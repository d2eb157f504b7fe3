// Copyright (c) 2025 Fabstir
// SPDX-License-Identifier: BUSL-1.1

//! InferenceService tests
//!
//! Cover the predict contract end to end with stub backends:
//! - single-flight model loading under concurrent first requests
//! - an abandoned first request does not restart the load
//! - mock fallback when no detector backend is available
//! - detection ranking and degenerate-input handling with a ready backend
//! - load failures and retry after the weights appear

use futures_util::future::join_all;
use image::{DynamicImage, ImageFormat, Rgb, RgbImage};
use product_vision_node::config::ModelPaths;
use product_vision_node::vision::{
    BackendCapability, BackendError, BackendLoader, Detection, DetectionSet, DetectorBackend,
    HandleState, InferenceService, MockPredictor, VisionError, MOCK_WEIGHTS_SENTINEL,
    NO_PRODUCT_LABEL,
};
use std::io::Cursor;
use std::path::{Path, PathBuf};
use std::sync::atomic::{AtomicUsize, Ordering};
use std::sync::Arc;
use std::time::Duration;
use tempfile::TempDir;

/// Backend returning the same outcome for every image
struct StubBackend {
    outcome: fn() -> Result<DetectionSet, BackendError>,
}

impl DetectorBackend for StubBackend {
    fn detect(&self, _image: &DynamicImage, _min: f32) -> Result<DetectionSet, BackendError> {
        (self.outcome)()
    }

    fn model_version(&self) -> &str {
        "yolo-v11"
    }
}

/// Loader counting constructions; each one takes a while
struct CountingLoader {
    calls: AtomicUsize,
    outcome: fn() -> Result<DetectionSet, BackendError>,
}

impl CountingLoader {
    fn new(outcome: fn() -> Result<DetectionSet, BackendError>) -> Arc<Self> {
        Arc::new(Self {
            calls: AtomicUsize::new(0),
            outcome,
        })
    }

    fn calls(&self) -> usize {
        self.calls.load(Ordering::SeqCst)
    }
}

impl BackendLoader for CountingLoader {
    fn load(&self, _weights: &Path) -> Result<Arc<dyn DetectorBackend>, BackendError> {
        self.calls.fetch_add(1, Ordering::SeqCst);
        std::thread::sleep(Duration::from_millis(100));
        Ok(Arc::new(StubBackend {
            outcome: self.outcome,
        }))
    }
}

fn two_detections() -> Result<DetectionSet, BackendError> {
    Ok(vec![Detection::new(2, "X", 0.3), Detection::new(5, "Y", 0.8)])
}

fn array_error() -> Result<DetectionSet, BackendError> {
    Err(BackendError::runtime(
        "need at least one array to concatenate",
    ))
}

fn fatal_error() -> Result<DetectionSet, BackendError> {
    Err(BackendError::runtime("execution provider crashed"))
}

struct Fixture {
    dir: TempDir,
    weights: PathBuf,
    image: PathBuf,
}

fn fixture() -> Fixture {
    let dir = tempfile::tempdir().unwrap();
    let weights = dir.path().join("best.onnx");
    std::fs::write(&weights, b"weights").unwrap();

    let image = dir.path().join("shelf.png");
    let mut buffer = Cursor::new(Vec::new());
    DynamicImage::ImageRgb8(RgbImage::from_pixel(16, 16, Rgb([120, 30, 200])))
        .write_to(&mut buffer, ImageFormat::Png)
        .unwrap();
    std::fs::write(&image, buffer.into_inner()).unwrap();

    Fixture {
        dir,
        weights,
        image,
    }
}

fn ready_service(weights: &Path, loader: Arc<CountingLoader>) -> InferenceService {
    InferenceService::new(
        ModelPaths::new(weights.to_string_lossy()),
        BackendCapability::Available,
        loader,
    )
}

#[tokio::test(flavor = "multi_thread", worker_threads = 4)]
async fn test_concurrent_first_predicts_load_once() {
    let fx = fixture();
    let loader = CountingLoader::new(two_detections);
    let service = Arc::new(ready_service(&fx.weights, loader.clone()));

    let tasks = (0..8).map(|_| {
        let service = service.clone();
        let image = fx.image.clone();
        tokio::spawn(async move { service.predict("classifier", &image).await })
    });

    for joined in join_all(tasks).await {
        let result = joined.unwrap().unwrap();
        assert_eq!(result.label, "Y");
    }

    assert_eq!(loader.calls(), 1);
    assert_eq!(service.handle("classifier").await.state(), HandleState::Ready);
}

#[tokio::test(flavor = "multi_thread", worker_threads = 4)]
async fn test_aborted_first_predict_does_not_restart_load() {
    let fx = fixture();
    let loader = CountingLoader::new(two_detections);
    let service = Arc::new(ready_service(&fx.weights, loader.clone()));

    let spawn_predict = || {
        let service = service.clone();
        let image = fx.image.clone();
        tokio::spawn(async move { service.predict("classifier", &image).await })
    };

    let leader = spawn_predict();
    tokio::time::sleep(Duration::from_millis(20)).await;
    let follower = spawn_predict();
    tokio::time::sleep(Duration::from_millis(20)).await;
    leader.abort();

    let result = follower.await.unwrap().unwrap();
    assert_eq!(result.label, "Y");
    assert_eq!(loader.calls(), 1);
    assert!(leader.await.unwrap_err().is_cancelled());
}

#[tokio::test]
async fn test_later_predicts_reuse_loaded_backend() {
    let fx = fixture();
    let loader = CountingLoader::new(two_detections);
    let service = ready_service(&fx.weights, loader.clone());

    for _ in 0..3 {
        service.predict("classifier", &fx.image).await.unwrap();
    }
    assert_eq!(loader.calls(), 1);
}

#[tokio::test]
async fn test_unavailable_backend_returns_mock_prediction() {
    let fx = fixture();
    let loader = CountingLoader::new(two_detections);
    let service = InferenceService::new(
        ModelPaths::new("/nonexistent/best.onnx"),
        BackendCapability::Unavailable("not compiled in".into()),
        loader.clone(),
    )
    .with_mock_predictor(MockPredictor::seeded(11));

    let result = service.predict("classifier", &fx.image).await.unwrap();

    assert!(result.model_version().unwrap().contains("mock"));
    assert!(result.confidence > 0.0);
    assert_eq!(result.class_id, 0);
    assert_eq!(loader.calls(), 0);
}

#[tokio::test]
async fn test_mock_sentinel_path_returns_mock_prediction() {
    let fx = fixture();
    let loader = CountingLoader::new(two_detections);
    let service = InferenceService::new(
        ModelPaths::new(MOCK_WEIGHTS_SENTINEL),
        BackendCapability::Available,
        loader.clone(),
    );

    let result = service.predict("classifier", &fx.image).await.unwrap();
    assert!(result.model_version().unwrap().ends_with("-mock"));
    assert_eq!(loader.calls(), 0);
}

#[tokio::test]
async fn test_ready_backend_selects_highest_confidence() {
    let fx = fixture();
    let service = ready_service(&fx.weights, CountingLoader::new(two_detections));

    let result = service.predict("classifier", &fx.image).await.unwrap();

    assert_eq!(result.label, "Y");
    assert!((result.confidence - 0.8).abs() < 1e-6);
    assert_eq!(result.class_id, 5);
    assert_eq!(result.model_version(), Some("yolo-v11"));
    assert_eq!(
        result.metadata["allDetections"].as_array().unwrap().len(),
        2
    );
}

#[tokio::test]
async fn test_array_error_becomes_no_product_detected() {
    let fx = fixture();
    let service = ready_service(&fx.weights, CountingLoader::new(array_error));

    let result = service.predict("classifier", &fx.image).await.unwrap();

    assert_eq!(result.label, NO_PRODUCT_LABEL);
    assert_eq!(result.class_id, -1);
    assert_eq!(result.confidence, 0.0);
}

#[tokio::test]
async fn test_other_backend_errors_are_inference_failures() {
    let fx = fixture();
    let service = ready_service(&fx.weights, CountingLoader::new(fatal_error));

    let err = service.predict("classifier", &fx.image).await.unwrap_err();
    assert!(matches!(err, VisionError::Inference(ref m) if m.contains("crashed")));
}

#[tokio::test]
async fn test_missing_weights_fail_then_recover() {
    let fx = fixture();
    let late_weights = fx.dir.path().join("late.onnx");
    let loader = CountingLoader::new(two_detections);
    let service = ready_service(&late_weights, loader.clone());

    let err = service.predict("classifier", &fx.image).await.unwrap_err();
    assert!(matches!(err, VisionError::Configuration { ref model, .. } if model == "classifier"));
    assert_eq!(service.handle("classifier").await.state(), HandleState::Unloaded);
    assert_eq!(loader.calls(), 0);

    std::fs::write(&late_weights, b"weights").unwrap();

    let result = service.predict("classifier", &fx.image).await.unwrap();
    assert_eq!(result.label, "Y");
    assert_eq!(loader.calls(), 1);
}

#[tokio::test]
async fn test_models_are_loaded_independently() {
    let fx = fixture();
    let loader = CountingLoader::new(two_detections);
    let service = InferenceService::new(
        ModelPaths::new(fx.weights.to_string_lossy()).with_model("demo", MOCK_WEIGHTS_SENTINEL),
        BackendCapability::Available,
        loader.clone(),
    );

    let real = service.predict("classifier", &fx.image).await.unwrap();
    let mock = service.predict("demo", &fx.image).await.unwrap();

    assert_eq!(real.model_version(), Some("yolo-v11"));
    assert!(mock.model_version().unwrap().ends_with("-mock"));

    let states: Vec<(String, HandleState)> = service
        .list_models()
        .await
        .into_iter()
        .map(|m| (m.name, m.state))
        .collect();
    assert_eq!(
        states,
        vec![
            ("classifier".to_string(), HandleState::Ready),
            ("demo".to_string(), HandleState::Mock),
        ]
    );
}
···
** Instructions for the task **
Which lines of the records above contain the word "Duration"? Report each one in full.

** Exercise answer **
use std::time::Duration;
        std::thread::sleep(Duration::from_millis(100));
    tokio::time::sleep(Duration::from_millis(20)).await;
    tokio::time::sleep(Duration::from_millis(20)).await;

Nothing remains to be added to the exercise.